Now suddenly it does not matter in what context we are looking at “loving others as ourselves”.

We are in a Human bubble, which finds itself under pressure by unbending, “iron laws” that say that in fully integrated, interdependent living systems survival is possible only with mutually responsible, mutually complementing cooperation where the calculations for each and everyone have to be for the well-being of the collective above personal, individual benefit.

It is totally irrelevant if we consider these laws coming from a singular “Supreme Being”, or we consider them the laws of Nature, or we just want to know how to solve our global problems in order to survive another day. Laws are laws and either we follow them or we pay the price!

From ancient traditions through religions to biology and quantum physics we all consider our living space, the system as a closed, singular space, force-field, where everything is interconnected and follows a single developmental plan. By common sense, we already see that teamwork towards a common goal is more successful than individual geniuses exclusively competing with one another.

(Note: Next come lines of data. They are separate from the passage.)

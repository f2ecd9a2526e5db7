//! Feedback Server Library
//!
//! Account registration, login and per-user feedback posts over HTML forms.
//! This module exports the core types and functions for testing and reuse.

pub mod config;
pub mod constants;
pub mod db;
pub mod error;
pub mod models;
pub mod routes;
pub mod security;
pub mod session;
pub mod views;

pub use config::Config;
pub use db::{create_pool, open_database, run_migrations};
pub use error::{AppError, Result};
pub use routes::router;

use sqlx::SqlitePool;

/// Application state shared across all handlers
#[derive(Clone)]
pub struct AppState {
    pub pool: SqlitePool,
    pub config: Config,
}

impl AppState {
    /// Create a new AppState with the given pool and configuration
    pub fn new(pool: SqlitePool, config: Config) -> Self {
        Self { pool, config }
    }
}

Thus it is simply a psychological barrier that we need to a breakthrough in order to start seeing “loving others as ourselves” as the single opening, the point through which we can solve problems, understand the reality we live in and rise to a qualitatively much higher level of Human existence. Then we will see that this principle is not mysticism, but a symbolic, poetic description on Nature’s most fundamental law for sustaining balance and homeostasis without which there is no life.

And of course, this “love” does not mean our self-oriented hormonal infatuation or the mother’s love based on natural instincts. “True love” existence and optimal development depend on are mutually entering each other’s desires, needs and fulfilling them according to the viewpoint, necessity of the other without any selfish, individualistic calculations, distortion — as it happens in our own biological bodies and in Nature in general.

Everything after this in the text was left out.